Our study has strengths and limitations. It is a longitudinal cohort study of untreated patients with severe SK with a high rate of long-term participation, and radiographic follow-up. We utilised validated and disease-specific questionnaires to determine the health status of a cohort of patients with severe SK that remained untreated before surgical treatment was recommended by our service. Although all patients in this cohort were managed non-operatively, our study is at risk of selection bias as it is possible that patients with symptoms may be more eager to attend for clinical review and radiographic evaluation. We acknowledge that analysis of HRQoLs used normative population values for comparison and not age- and sex-matched controls, which would have been ideal, but are not available.

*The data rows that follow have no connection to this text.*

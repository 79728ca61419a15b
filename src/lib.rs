#![doc = include_str!("../README.md")]
//!
//! ---
//!
//! # Code Reference
//!
//! ## Algorithm Selection Guide
//!
//! ```text
//! ┌──────────────────────────────────────────────────────────────────────┐
//! │                 Which Cache Should I Use?                            │
//! ├──────────────────────────────────────────────────────────────────────┤
//! │                                                                      │
//! │  Does the working set fit in memory?                                 │
//! │     Yes ──▶ SimpleCache                                              │
//! │     No                                                               │
//! │      │                                                               │
//! │      ▼                                                               │
//! │  Is "recently used" the best predictor of reuse?                     │
//! │     Yes ──▶ LruCache                                                 │
//! │     No                                                               │
//! │      │                                                               │
//! │      ▼                                                               │
//! │  Is popularity stable over time?                                     │
//! │     Yes ──▶ LfuCache                                                 │
//! │     No  ──▶ DlfuCache (tune gamma; entries can carry a TTL)          │
//! │                                                                      │
//! └──────────────────────────────────────────────────────────────────────┘
//! ```
//!
//! ## Quick Reference
//!
//! | Cache | Eviction | Lock | get | set |
//! |-------|----------|------|-----|-----|
//! | [`SimpleCache`] | none | `RwLock` | O(1) | O(1) |
//! | [`LruCache`] | least recently used | `Mutex` | O(1) | O(1) |
//! | [`LfuCache`] | lowest read count | `Mutex` | O(log n) | O(log n) |
//! | [`DlfuCache`] | lowest decayed priority, plus TTL | `Mutex` | O(log n) | O(log n) |
//!
//! Every cache implements [`Cache`], so a `Box<dyn Cache<K, V>>` can hold any
//! of them. Every cache also implements
//! [`CacheMetrics`](metrics::CacheMetrics).
//!
//! ## Logging
//!
//! The crate emits [`tracing`] events: `debug` on construction, `clear`, merges,
//! purges and renormalisation, and `trace` for each eviction. No subscriber is
//! installed; events are dropped unless the application sets one up.
//!
//! ## Modules
//!
//! - [`cache`]: The [`Cache`] trait
//! - [`simple`]: Unbounded cache
//! - [`lru`]: Least Recently Used cache
//! - [`lfu`]: Least Frequently Used cache
//! - [`dlfu`]: Decaying LFU cache with TTL
//! - [`config`]: Configuration structures for the bounded caches
//! - [`error`]: Configuration errors
//! - [`metrics`]: Metrics collection for cache performance monitoring

/// Slot arena with stable handles, shared by the list and the heap.
pub(crate) mod arena;

/// Key, value and policy metadata for one cached item.
pub(crate) mod entry;

/// Per-entry metadata for the heap-ordered policies.
pub(crate) mod meta;

/// Doubly linked list over the slot arena.
pub(crate) mod list;

/// Binary min-heap whose entries track their own position.
pub(crate) mod heap;

/// The contract shared by every cache policy.
pub mod cache;

/// Cache configuration structures.
pub mod config;

/// Configuration errors.
pub mod error;

/// Cache metrics system.
///
/// Each cache tracks its own counters and reports them through a common trait.
pub mod metrics;

/// Unbounded cache.
pub mod simple;

/// Least Recently Used (LRU) cache implementation.
///
/// Provides a fixed-size cache that evicts the least recently used items when
/// the capacity is reached.
pub mod lru;

/// Least Frequently Used (LFU) cache implementation.
///
/// Provides a fixed-size cache that evicts the least frequently read items
/// when capacity is reached.
pub mod lfu;

/// Decaying LFU (DLFU) cache implementation.
///
/// A frequency cache in which older reads weigh exponentially less than
/// recent ones, with a TTL on every entry.
pub mod dlfu;

/// Upper bound on the storage the bounded caches reserve up front. Larger
/// caches grow on demand.
pub(crate) const MAX_PREALLOCATED_ENTRIES: usize = 1024;

pub use cache::Cache;
pub use config::{DlfuCacheConfig, ExpiryPolicy, LfuCacheConfig, LruCacheConfig};
pub use dlfu::DlfuCache;
pub use error::ConfigError;
pub use lfu::LfuCache;
pub use lru::LruCache;
pub use simple::SimpleCache;
//! Correctness Tests for Cache Algorithms
//!
//! Each test drives one cache through a short, deterministic access pattern
//! and checks exactly which key was evicted or expired.
//!
//! ## Test Strategy
//! - Small capacities (1-4 entries) for predictable behavior
//! - Explicit checks for which key is gone after each overflowing `set`
//! - TTL tests use short real sleeps

use polycache::config::{DlfuCacheConfig, ExpiryPolicy, LfuCacheConfig, LruCacheConfig};
use polycache::metrics::CacheMetrics;
use polycache::{Cache, DlfuCache, LfuCache, LruCache, SimpleCache};
use std::hash::Hash;
use std::num::NonZeroUsize;
use std::thread;
use std::time::Duration;

// ============================================================================
// HELPER FUNCTIONS FOR CACHE CREATION
// ============================================================================

fn make_lru<K: Hash + Eq + Clone, V: Clone>(cap: usize) -> LruCache<K, V> {
    let config = LruCacheConfig {
        capacity: NonZeroUsize::new(cap).unwrap(),
    };
    LruCache::init(config, None)
}

fn make_lfu<K: Hash + Eq + Clone, V: Clone>(cap: usize) -> LfuCache<K, V> {
    let config = LfuCacheConfig {
        capacity: NonZeroUsize::new(cap).unwrap(),
    };
    LfuCache::init(config, None)
}

fn make_dlfu<K: Hash + Eq + Clone, V: Clone>(cap: usize, gamma: f64) -> DlfuCache<K, V> {
    let config = DlfuCacheConfig::new(NonZeroUsize::new(cap).unwrap(), gamma);
    DlfuCache::init(config, None).unwrap()
}

fn make_dlfu_sweeping<K: Hash + Eq + Clone, V: Clone>(cap: usize, gamma: f64) -> DlfuCache<K, V> {
    let config = DlfuCacheConfig {
        expiry: ExpiryPolicy::Sweep,
        ..DlfuCacheConfig::new(NonZeroUsize::new(cap).unwrap(), gamma)
    };
    DlfuCache::init(config, None).unwrap()
}

fn sorted<T: Ord>(mut items: Vec<T>) -> Vec<T> {
    items.sort();
    items
}

// ============================================================================
// SIMPLE
// ============================================================================

#[test]
fn test_simple_holds_everything() {
    let cache = SimpleCache::new();
    for i in 0..1000 {
        cache.set(i, i.to_string());
    }
    assert_eq!(cache.len(), 1000);
    assert_eq!(cache.get(&999), Some("999".to_string()));
    assert_eq!(sorted(cache.keys()).len(), 1000);
}

#[test]
fn test_simple_merge_then_read() {
    let a = SimpleCache::new();
    a.set("k1", 1);
    let b = SimpleCache::new();
    b.set("k1", 100);
    b.set("k2", 2);

    a.merge(&b);
    assert_eq!(a.get(&"k1"), Some(100));
    assert_eq!(a.get(&"k2"), Some(2));
    assert_eq!(sorted(a.values()), vec![2, 100]);
}

// ============================================================================
// LRU
// ============================================================================

#[test]
fn test_lru_evicts_tail_after_read() {
    let cache = make_lru(2);
    cache.set("A", 1);
    cache.set("B", 2);
    cache.get(&"A");
    cache.set("C", 3);

    assert_eq!(cache.get(&"B"), None);
    assert_eq!(cache.get(&"A"), Some(1));
    assert_eq!(cache.get(&"C"), Some(3));
}

#[test]
fn test_lru_eviction_sequence() {
    let cache = make_lru(3);
    cache.set(1, "one");
    cache.set(2, "two");
    cache.set(3, "three");

    cache.set(4, "four");
    assert!(!cache.contains(&1), "1 was least recently used");

    cache.get(&2);
    cache.set(5, "five");
    assert!(!cache.contains(&3), "3 became least recently used");
    assert!(cache.contains(&2));

    cache.set(4, "FOUR");
    cache.set(6, "six");
    assert!(!cache.contains(&2), "updating 4 left 2 at the tail");
    assert_eq!(sorted(cache.keys()), vec![4, 5, 6]);
}

// ============================================================================
// LFU
// ============================================================================

#[test]
fn test_lfu_evicts_least_read() {
    let cache = make_lfu(2);
    cache.set("A", 1);
    cache.set("B", 2);
    cache.get(&"A");
    cache.get(&"A");
    cache.set("C", 3);

    assert_eq!(cache.get(&"B"), None);
    assert_eq!(cache.get(&"A"), Some(1));
    assert!(cache.contains(&"C"));
}

#[test]
fn test_lfu_breaks_ties_by_write_order() {
    let cache = make_lfu(3);
    cache.set("x", 1);
    cache.set("y", 2);
    cache.set("z", 3);
    cache.get(&"x");
    cache.get(&"y");
    cache.get(&"z");

    cache.set("w", 4);
    // "w" is the only entry at frequency 1
    assert!(!cache.contains(&"w"));
    assert_eq!(sorted(cache.keys()), vec!["x", "y", "z"]);

    cache.get(&"z");
    cache.delete(&"x");
    cache.set("v", 5);
    cache.set("u", 6);
    // "v" and "u" are both at frequency 1; "v" was written first
    assert!(!cache.contains(&"v"));
    assert_eq!(sorted(cache.keys()), vec!["u", "y", "z"]);
}

#[test]
fn test_lfu_frequency_survives_other_evictions() {
    let cache = make_lfu(2);
    let hot = "hot".to_string();
    cache.set(hot.clone(), 0);
    for _ in 0..10 {
        cache.get(&hot);
    }
    for i in 0..20 {
        cache.set(format!("cold{i}"), i);
    }
    assert!(cache.contains(&hot));
    assert_eq!(cache.frequency("hot"), Some(11));
    assert!(cache.contains(&"cold19".to_string()));
}

// ============================================================================
// DLFU
// ============================================================================

#[test]
fn test_dlfu_capacity_eviction() {
    let cache = make_dlfu(2, 0.5);
    cache.set("a", 1);
    cache.set("b", 2);
    cache.set("c", 3);

    assert_eq!(cache.len(), 2);
    assert_eq!(cache.get(&"a"), None);
    assert_eq!(cache.get(&"b"), Some(2));
    assert_eq!(cache.get(&"c"), Some(3));
}

#[test]
fn test_dlfu_ttl_expiry() {
    let cache = make_dlfu(10, 0.5);
    cache.set_with_ttl("a", 1, Duration::from_millis(10));
    assert_eq!(cache.get(&"a"), Some(1));

    thread::sleep(Duration::from_millis(20));
    assert_eq!(cache.get(&"a"), None);
    assert!(!cache.contains(&"a"));
}

#[test]
fn test_dlfu_expired_entries_linger_until_purged() {
    let cache = make_dlfu(10, 0.5);
    cache.set("anchor", 0);
    cache.set_with_ttl("short", 1, Duration::from_millis(5));
    thread::sleep(Duration::from_millis(15));

    cache.set("new", 2);
    assert_eq!(cache.len(), 3);
    assert_eq!(cache.keys().len(), 3);
    assert!(!cache.contains(&"short"));

    assert_eq!(cache.purge_expired(), 1);
    assert_eq!(sorted(cache.keys()), vec!["anchor", "new"]);
}

#[test]
fn test_dlfu_sweep_policy_reclaims_on_insert() {
    let cache = make_dlfu_sweeping(10, 0.5);
    cache.set("anchor", 0);
    cache.set_with_ttl("short", 1, Duration::from_millis(5));
    thread::sleep(Duration::from_millis(15));

    cache.set("new", 2);
    assert_eq!(sorted(cache.keys()), vec!["anchor", "new"]);
    assert_eq!(cache.metrics()["expirations"], 1.0);
}

#[test]
fn test_dlfu_expired_root_is_reclaimed_before_capacity_eviction() {
    let cache = make_dlfu(2, 0.5);
    cache.set_with_ttl("stale", 1, Duration::from_millis(5));
    cache.set("keep", 2);
    thread::sleep(Duration::from_millis(15));

    cache.set("new", 3);
    assert_eq!(sorted(cache.keys()), vec!["keep", "new"]);
    assert_eq!(cache.metrics()["evictions"], 0.0);
}

#[test]
fn test_dlfu_recent_reads_beat_old_reads() {
    let cache = make_dlfu(3, 0.1);
    cache.set("old_favourite", 0);
    for _ in 0..5 {
        cache.get(&"old_favourite");
    }
    cache.set("newcomer", 1);
    for _ in 0..50 {
        cache.get(&"missing");
    }
    cache.get(&"newcomer");
    cache.set("filler", 2);
    cache.set("next", 3);

    assert!(cache.contains(&"newcomer"));
    assert!(!cache.contains(&"old_favourite"));
}

#[test]
fn test_dlfu_set_many_with_ttl() {
    let cache = make_dlfu(10, 0.5);
    cache.set_many_with_ttl(vec![("a", 1), ("b", 2)], Duration::from_millis(5));
    cache.set("c", 3);
    assert_eq!(cache.len(), 3);

    thread::sleep(Duration::from_millis(15));
    let (found, missing) = cache.get_many(&["a", "b", "c"]);
    assert_eq!(found.len(), 1);
    assert_eq!(found[&"c"], 3);
    assert_eq!(sorted(missing), vec!["a", "b"]);
}

// ============================================================================
// DELETE / CLEAR IDEMPOTENCE
// ============================================================================

#[test]
fn test_delete_and_clear_are_idempotent() {
    let caches: Vec<Box<dyn Cache<&str, i32>>> = vec![
        Box::new(SimpleCache::<&str, i32>::new()),
        Box::new(make_lru::<&str, i32>(4)),
        Box::new(make_lfu::<&str, i32>(4)),
        Box::new(make_dlfu::<&str, i32>(4, 0.5)),
    ];

    for cache in &caches {
        cache.delete(&"absent");
        cache.set("a", 1);
        cache.set("b", 2);

        cache.delete(&"a");
        cache.delete(&"a");
        assert!(!cache.contains(&"a"));
        assert_eq!(cache.len(), 1);

        cache.clear();
        cache.clear();
        assert_eq!(cache.len(), 0);
        assert!(cache.keys().is_empty());
        assert!(cache.values().is_empty());

        cache.set("c", 3);
        assert_eq!(cache.get(&"c"), Some(3));
    }
}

Clinical correlation of radiographic parameters is difficult. We reported radiographic sagittal parameters in untreated patients with SK. We reported regional sagittal parameters and SVA as a global sagittal parameter. Further global sagittal parameters such as T1 pelvic angle (T1PA) and global sagittal angle (GSA) may be helpful to assess global sagittal profile, though these were not measured in this study [28]. Larger numbers of patients completing clinical, questionnaire and radiographic evaluation would have been desirable. Due to the low proportion of patients with TLSK, our results should be interpreted with caution in this subgroup of patients with SK.

Conclusion

Our study assessed HRQoL measures and their relationship to progression of deformity in a longitudinal cohort of untreated patients with Scheuermann’s kyphosis. The extent of disability was greater in patients with untreated SK, compared to the normal population, as indicated by results in our cohort of untreated SK patients who reported lower SRS-22 and SF-36 scores, and greater ODI scores compared to normative population values. The long-term rate of progression of untreated SK was 0.45°/year. Increasing SVA correlated with a decreasing SF-36 physical function, SRS-22 function, SRS-22 pain and higher ODI scores. Total kyphosis (TK) and cSVA were independent predictors of low SRS-22 self-image.

Key points

  • Subjective quality of life measures are worse in patients with untreated Scheuermann’s kyphosis compared to the normative population values.

  • Long-term progression of untreated Scheuermann’s kyphosis is 0.45°/year.

  • Total kyphosis and cSVA were independent predictors of low reported self-image.

  • SVA correlated with increased disability and severity of symptoms, as reported by health-related quality of life (HRQoL) measures.